La primera noticia publicada sobre el yaci­miento se debe a E. Marconell, en 1892. Tiempo después, el abrigo será investigado por el prestigioso prehistoriador H. Breuil (1910), y por este mismo autor y J. Cabré (1911).



Se trata de una de las estaciones más im­portantes del conjunto de Albarracín. Presenta un gran panel de 4,2m de longitud por 1,4m de altura. En el abrigo se han catalogado 19 re­presentaciones, con 9 bóvidos, 1 équido, 4 cua­drúpedos indeterminados y 5 antropomorfos. Las figuras se han dispuesto, articuladamente, en frisos, evidenciando un proceso de acumu­lación figurativa en diferentes momentos. Las representaciones más destacadas del conjunto son los grandes bóvidos, algunos de los cuales llegan a alcanzar los 70cm de longitud. Presen­tan ciertas convenciones estilísticas de gran per­sonalidad: los cuernos están representados en perspectiva torcida en forma de creciente lunar; presentan cuerpos muy largados y patas muy cortas, con la indicación de las pezuñas. Los an­tropomorfos son muy dinámicos, tres de ellos son arqueros en posición de disparo, uno lleva un objeto alargado, y el último es muy esque­mático y está en visión frontal. Todas las figuras son de color blanco-amarillento, a excepción de un toro y de un arquero negro.

Las pinturas de animales han sido realizadas con tintas planas, mientras que las figuras hu­manas han sido realizadas con trazos lineales.

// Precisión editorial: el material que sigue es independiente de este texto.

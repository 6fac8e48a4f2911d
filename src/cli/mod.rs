//! CLI argument parsing module
//!
//! This module handles command-line argument parsing and application entry point.

use crate::config::{ClientConfig, ProxyConfig};
use crate::error::Result;
use crate::exit_code::{exit_code_for_error, HTTP_FAILURE};
use crate::http::{Client, RegexMatch, RequestBuilder, Response};
use crate::output::OutputWriter;
use crate::utils::{FileUtils, StringUtils};
use clap::{Arg, ArgAction, ArgMatches, Command};
use log::warn;

/// Main entry point for the CLI application
pub fn run() {
    let matches = create_app().get_matches();
    crate::logging::init(matches.get_flag("verbose"));

    match run_with_args(&matches) {
        Ok(0) => {}
        Ok(code) => std::process::exit(code),
        Err(e) => {
            eprintln!("scrapechain: error: {}", e);
            std::process::exit(exit_code_for_error(&e));
        }
    }
}

/// Run scrapechain with parsed command line arguments, returning the exit code
fn run_with_args(matches: &ArgMatches) -> Result<i32> {
    let client = Client::with_config(build_config_from_args(matches)?)?;
    let request = build_request(&client, matches)?;
    let response = request.dispatch()?;

    let mut failed = false;
    response.on_http_error(|_, _, err| {
        warn!("{}", err);
        failed = true;
    });

    if let Some(output_file) = matches.get_one::<String>("output") {
        response.save_to(FileUtils::expand_path(output_file)?)?;
    }

    write_results(&response, matches)?;

    if failed && matches.get_flag("fail") {
        return Ok(HTTP_FAILURE);
    }
    Ok(0)
}

/// Create the CLI application structure
fn create_app() -> Command {
    Command::new("scrapechain")
        .version(crate::VERSION)
        .about("Fetch a page through a cookie session and query it")
        .arg(Arg::new("url")
            .help("The URL to request")
            .required(true)
            .index(1))
        .arg(Arg::new("request")
            .short('X')
            .long("request")
            .value_name("METHOD")
            .help("HTTP request method")
            .default_value("GET"))
        .arg(Arg::new("header")
            .short('H')
            .long("header")
            .value_name("HEADER")
            .help("Add custom HTTP header")
            .action(ArgAction::Append))
        .arg(Arg::new("raw-headers")
            .long("raw-headers")
            .value_name("FILE")
            .help("Read headers from a raw dump (e.g. copied from browser devtools)"))
        .arg(Arg::new("cookie")
            .short('b')
            .long("cookie")
            .value_name("NAME=VALUE; ...")
            .help("Add cookies to the session")
            .action(ArgAction::Append))
        .arg(Arg::new("param")
            .short('G')
            .long("param")
            .value_name("KEY=VALUE&...")
            .help("Add query parameters")
            .action(ArgAction::Append))
        .arg(Arg::new("user-agent")
            .short('A')
            .long("user-agent")
            .value_name("STRING")
            .env("SCRAPECHAIN_USER_AGENT")
            .help("User-Agent header"))
        .arg(Arg::new("timeout")
            .long("timeout")
            .value_name("SECONDS")
            .help("Maximum time for operation")
            .default_value("300"))
        .arg(Arg::new("connect-timeout")
            .long("connect-timeout")
            .value_name("SECONDS")
            .help("Maximum time for connection")
            .default_value("30"))
        .arg(Arg::new("proxy")
            .short('x')
            .long("proxy")
            .value_name("[PROTOCOL://]HOST[:PORT]")
            .help("Use proxy server"))
        .arg(Arg::new("insecure")
            .short('k')
            .long("insecure")
            .help("Allow insecure SSL connections")
            .action(ArgAction::SetTrue))
        .arg(Arg::new("cacert")
            .long("cacert")
            .value_name("FILE")
            .help("CA certificate bundle file"))
        .arg(Arg::new("no-location")
            .long("no-location")
            .help("Do not follow redirects")
            .action(ArgAction::SetTrue))
        .arg(Arg::new("output")
            .short('o')
            .long("output")
            .value_name("FILE")
            .help("Save the raw response body to a file"))
        .arg(Arg::new("include")
            .short('i')
            .long("include")
            .help("Print the status line and response headers")
            .action(ArgAction::SetTrue))
        .arg(Arg::new("select")
            .long("select")
            .value_name("CSS")
            .help("Print the first element matching a CSS selector"))
        .arg(Arg::new("all")
            .long("all")
            .help("With --select, print every matching element")
            .requires("select")
            .action(ArgAction::SetTrue))
        .arg(Arg::new("regex")
            .long("regex")
            .value_name("PATTERN")
            .help("Print every match of a regular expression in the body"))
        .arg(Arg::new("json")
            .long("json")
            .help("Parse the body as JSON and pretty-print it")
            .action(ArgAction::SetTrue))
        .arg(Arg::new("json-scripts")
            .long("json-scripts")
            .help("Print JSON values found in inline scripts")
            .action(ArgAction::SetTrue))
        .arg(Arg::new("application-json")
            .long("application-json")
            .help("With --json-scripts, only read <script type=\"application/json\">")
            .requires("json-scripts")
            .action(ArgAction::SetTrue))
        .arg(Arg::new("scripts")
            .long("scripts")
            .help("Print the URLs of external scripts")
            .action(ArgAction::SetTrue))
        .group(clap::ArgGroup::new("query")
            .args(["select", "regex", "json", "json-scripts", "scripts"]))
        .arg(Arg::new("fail")
            .short('f')
            .long("fail")
            .help("Exit with code 22 on HTTP errors")
            .action(ArgAction::SetTrue))
        .arg(Arg::new("verbose")
            .short('v')
            .long("verbose")
            .help("Verbose logging")
            .action(ArgAction::SetTrue))
}

/// Build configuration from command line arguments
fn build_config_from_args(matches: &ArgMatches) -> Result<ClientConfig> {
    let mut config = ClientConfig::default();

    if let Some(user_agent) = matches.get_one::<String>("user-agent") {
        config.user_agent = Some(user_agent.clone());
    }

    if let Some(timeout_str) = matches.get_one::<String>("timeout") {
        config.timeout = StringUtils::parse_timeout(timeout_str)?;
    }

    if let Some(connect_timeout_str) = matches.get_one::<String>("connect-timeout") {
        config.connect_timeout = StringUtils::parse_timeout(connect_timeout_str)?;
    }

    if let Some(proxy) = matches.get_one::<String>("proxy") {
        config.proxy = Some(ProxyConfig {
            url: proxy.clone(),
            username: None,
            password: None,
        });
    }

    config.follow_redirects = !matches.get_flag("no-location");
    config.ssl.verify_certs = !matches.get_flag("insecure");

    if let Some(cacert_file) = matches.get_one::<String>("cacert") {
        config.ssl.ca_cert_file = Some(FileUtils::expand_path(cacert_file)?);
    }

    Ok(config)
}

/// Walk the client → auth → request chain from the parsed arguments
fn build_request(client: &Client, matches: &ArgMatches) -> Result<RequestBuilder> {
    let url = matches.get_one::<String>("url").map(String::as_str).unwrap_or_default();
    let method = matches.get_one::<String>("request").map(String::as_str).unwrap_or("GET");

    let mut request = match matches.get_many::<String>("cookie") {
        Some(cookies) => {
            let auth = client.auth(url, method, None)?;
            let mut request = None;
            for cookie in cookies {
                request = Some(auth.cookie(cookie.as_str())?);
            }
            match request {
                Some(request) => request,
                None => client.no_auth(url, method)?,
            }
        }
        None => client.no_auth(url, method)?,
    };

    if let Some(raw_file) = matches.get_one::<String>("raw-headers") {
        let raw = std::fs::read_to_string(FileUtils::expand_path(raw_file)?)?;
        request.set_custom_headers_from_raw(&raw)?;
    }

    if let Some(headers) = matches.get_many::<String>("header") {
        for header_str in headers {
            let (key, value) = StringUtils::parse_header(header_str)?;
            request.set_custom_header(&key, value)?;
        }
    }

    if let Some(params) = matches.get_many::<String>("param") {
        for params_str in params {
            request.set_query_params(params_str.as_str())?;
        }
    }

    Ok(request)
}

fn write_results(response: &Response, matches: &ArgMatches) -> Result<()> {
    let mut writer = OutputWriter::stdout(matches.get_flag("include"));

    if let Some(selector) = matches.get_one::<String>("select") {
        let elements = response
            .find_element(selector, matches.get_flag("all"))?
            .into_vec();
        return writer.write_lines(elements.iter().map(|element| element.html()));
    }

    if let Some(pattern) = matches.get_one::<String>("regex") {
        let found = response.match_regex(pattern, true)?;
        return writer.write_lines(found.iter().map(format_match));
    }

    if matches.get_flag("json") {
        let value = response.to_json()?;
        return writer.write_lines([serde_json::to_string_pretty(&value)?]);
    }

    if matches.get_flag("json-scripts") {
        let values = response.find_json_objects(matches.get_flag("application-json"))?;
        return writer.write_lines(values.map(|value| value.to_string()));
    }

    if matches.get_flag("scripts") {
        let requests = response.external_script_requests();
        return writer.write_lines(requests.iter().map(|request| request.view().url.to_string()));
    }

    writer.write_body(response.status(), response.headers(), response.text())
}

/// Whole match, or its capture groups separated by tabs
fn format_match(found: &RegexMatch) -> String {
    if found.groups.is_empty() {
        return found.matched.clone();
    }
    found
        .groups
        .iter()
        .map(|group| group.as_deref().unwrap_or(""))
        .collect::<Vec<_>>()
        .join("\t")
}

Se ha señalado la existencia de tres fases, o momentos decorativos distintos, atendiendo esencialmente a cuestiones de índole cromá­tica, aunque la ejecución se habría realizado en un breve espacio de tiempo. Como la mayoría de las pinturas de Albarracín, son atribuibles al Neolítico (7000-4500 años antes del presente).